Auctioneer Oliver Barker holding court over Sotheby's global e-auctions. Courtesy of Sotheby's.

Auctioneer Oliver Barker holding court over Sotheby’s global e-auctions. Courtesy of Sotheby’s.

4. Lockdown Is Over, But Online Sales Continue to Climb.

Auction houses, which had been relatively slow to adapt to the Internet revolution, pivoted rapidly to the web during 2020. While IRL sales were limited or impossible, online transactions spiked. Sotheby’s, Christie’s, and Phillips sold a combined $1 billion in art online in 2020, up 1,007 percent from 2019. Miraculously, a year spent in lockdown seems to have permanently altered buyer (and seller) behavior, meaning that total online sales continued to grow even after the world began to emerge from lockdown.
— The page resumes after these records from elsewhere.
//! 抽出結果の汎用レンダラー
//!
//! スキーマを仮定せず、JSON文書をタイトル付きカードの並びに変換する。
//! 描画先（Leptos / 端末）に依存しない中間表現を返す純粋関数。
//!
//! - トップレベル: 配列 → 1項目のカード、オブジェクト → カード、空でない文字列 → 文章ブロック
//! - カード内: 配列 → リスト、オブジェクト → 1段だけ展開した行、スカラー → 1行
//! - 空文字列・null は "N/A"

use serde_json::{Map, Value};

use crate::types::ExtractionResult;

/// 値が空のときの表示
pub const PLACEHOLDER: &str = "N/A";

/// トップレベルのブロック
#[derive(Debug, Clone, PartialEq, Eq)]
pub enum Block {
    Card { title: String, entries: Vec<Entry> },
    Prose { title: String, text: String },
}

impl Block {
    pub fn title(&self) -> &str {
        match self {
            Block::Card { title, .. } | Block::Prose { title, .. } => title,
        }
    }
}

/// カード内の1項目
#[derive(Debug, Clone, PartialEq, Eq)]
pub enum Entry {
    Line(Line),
    /// ネストしたオブジェクト（1段のみ展開）
    Group { label: String, lines: Vec<Line> },
    /// 配列
    List { label: String, items: Vec<ListItem> },
}

/// ラベル付きの1行
#[derive(Debug, Clone, PartialEq, Eq)]
pub struct Line {
    pub label: String,
    pub value: String,
}

/// 配列の1要素
#[derive(Debug, Clone, PartialEq, Eq)]
pub enum ListItem {
    Fields(Vec<Line>),
    Text(String),
}

/// キー名を表示ラベルに変換
///
/// 途中の大文字の前に空白を入れ、先頭を大文字にする。
/// `laboratoryResults` → `Laboratory Results`
pub fn format_key_label(key: &str) -> String {
    let mut spaced = String::with_capacity(key.len() + 4);
    let mut prev: Option<char> = None;

    for c in key.chars() {
        if c.is_uppercase() && prev.is_some_and(|p| !p.is_whitespace()) {
            spaced.push(' ');
        }
        spaced.push(c);
        prev = Some(c);
    }

    let mut chars = spaced.chars();
    match chars.next() {
        Some(first) => first.to_uppercase().chain(chars).collect(),
        None => String::new(),
    }
}

/// スカラー表示用の文字列化（空なら "N/A"）
///
/// それ以上展開しない入れ子の値もここで1行に潰す:
/// 配列は ", " 区切り、オブジェクトはJSON文字列。
pub fn display_value(value: &Value) -> String {
    let text = match value {
        Value::Null => String::new(),
        Value::String(s) => s.clone(),
        Value::Bool(b) => b.to_string(),
        Value::Number(n) => n.to_string(),
        Value::Array(items) => items
            .iter()
            .map(display_value)
            .collect::<Vec<_>>()
            .join(", "),
        Value::Object(_) => value.to_string(),
    };

    if text.is_empty() {
        PLACEHOLDER.to_string()
    } else {
        text
    }
}

/// 抽出結果をブロック列に変換
///
/// ルートがオブジェクトでない場合は `{"result": <root>}` として扱う
pub fn render_document(result: &ExtractionResult) -> Vec<Block> {
    match result.value() {
        Value::Object(map) => map
            .iter()
            .filter_map(|(key, value)| render_top_level(key, value))
            .collect(),
        other => render_top_level("result", other).into_iter().collect(),
    }
}

fn render_top_level(key: &str, value: &Value) -> Option<Block> {
    let title = format_key_label(key);

    match value {
        Value::Array(_) => Some(Block::Card {
            title,
            entries: vec![render_entry(key, value)],
        }),
        Value::Object(map) => Some(Block::Card {
            title,
            entries: map.iter().map(|(k, v)| render_entry(k, v)).collect(),
        }),
        Value::String(text) if !text.is_empty() => Some(Block::Prose {
            title,
            text: text.clone(),
        }),
        _ => None,
    }
}

fn render_entry(key: &str, value: &Value) -> Entry {
    let label = format_key_label(key);

    match value {
        Value::Array(items) => Entry::List {
            label,
            items: items.iter().map(render_list_item).collect(),
        },
        Value::Object(map) => Entry::Group {
            label,
            lines: render_lines(map),
        },
        _ => Entry::Line(Line {
            label,
            value: display_value(value),
        }),
    }
}

fn render_list_item(item: &Value) -> ListItem {
    match item {
        Value::Object(map) => ListItem::Fields(render_lines(map)),
        other => ListItem::Text(display_value(other)),
    }
}

fn render_lines(map: &Map<String, Value>) -> Vec<Line> {
    map.iter()
        .map(|(key, value)| Line {
            label: format_key_label(key),
            value: display_value(value),
        })
        .collect()
}

/// 端末向けテキスト表示
pub fn render_text(blocks: &[Block]) -> String {
    let mut out = Vec::new();

    for block in blocks {
        out.push(format!("== {} ==", block.title()));
        match block {
            Block::Prose { text, .. } => out.push(text.clone()),
            Block::Card { entries, .. } => {
                for entry in entries {
                    write_entry(entry, &mut out);
                }
            }
        }
        out.push(String::new());
    }

    while out.last().is_some_and(|l| l.is_empty()) {
        out.pop();
    }
    out.join("\n")
}

fn write_entry(entry: &Entry, out: &mut Vec<String>) {
    match entry {
        Entry::Line(line) => out.push(format!("{}: {}", line.label, line.value)),
        Entry::Group { label, lines } => {
            out.push(format!("{}:", label));
            for line in lines {
                out.push(format!("  {}: {}", line.label, line.value));
            }
        }
        Entry::List { label, items } => {
            out.push(format!("{}:", label));
            for item in items {
                match item {
                    ListItem::Text(text) => out.push(format!("  - {}", text)),
                    ListItem::Fields(lines) if lines.is_empty() => {
                        out.push(format!("  - {}", PLACEHOLDER))
                    }
                    ListItem::Fields(lines) => {
                        for (i, line) in lines.iter().enumerate() {
                            let bullet = if i == 0 { "  - " } else { "    " };
                            out.push(format!("{}{}: {}", bullet, line.label, line.value));
                        }
                    }
                }
            }
        }
    }
}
In 2021, the total value of art sold online from Sotheby’s, Christie’s, and Phillips climbed another 36 percent, to $1.4 billion. The industry as a whole has become more efficient, NFTs have taken the art world by storm, and entirely new business models—like arttrade, which seeks to enable people to easily and indirectly invest in art—have evolved in this environment.  

5. Art Can Compete With Other Asset Classes.

While it is too soon to say how the current stock-market volatility will affect the broader art and financial markets, it is clear that fine art is among the more volatile alternative investments—but also one of the most potentially lucrative, and can serve as an asset in a diversified portfolio. 

Fine art saw a volatility score of 20 percent, on par with the DAX (Germany’s blue-chip stock index), but higher than the S&P 500 (15 percent) and gold (15 percent), among others. In the short-term, work by ultra-contemporary artists delivers the highest return: the emerging art index saw a 36 percent 12 month annual return, outpaced only by U.S. real estate’s 39 percent return. (Blue-chip art across all time periods and contemporary art both saw a nine percent 12 month annual return.) 

Over a longer period, ultra-contemporary’s growth slowed. All three categories we examined—blue-chip art, contemporary art, and ultra-contemporary art—settled into a roughly 4 percent compound annual growth rate over 15 years. Individual artists, however, can outperform the average considerably. 

In short, those with experience and good information may be able to benefit from the booming art market in the short term, but as a long-term play, it’s a riskier proposition. Nevertheless, if you choose carefully and have the right timing, art can deliver a meaningful return.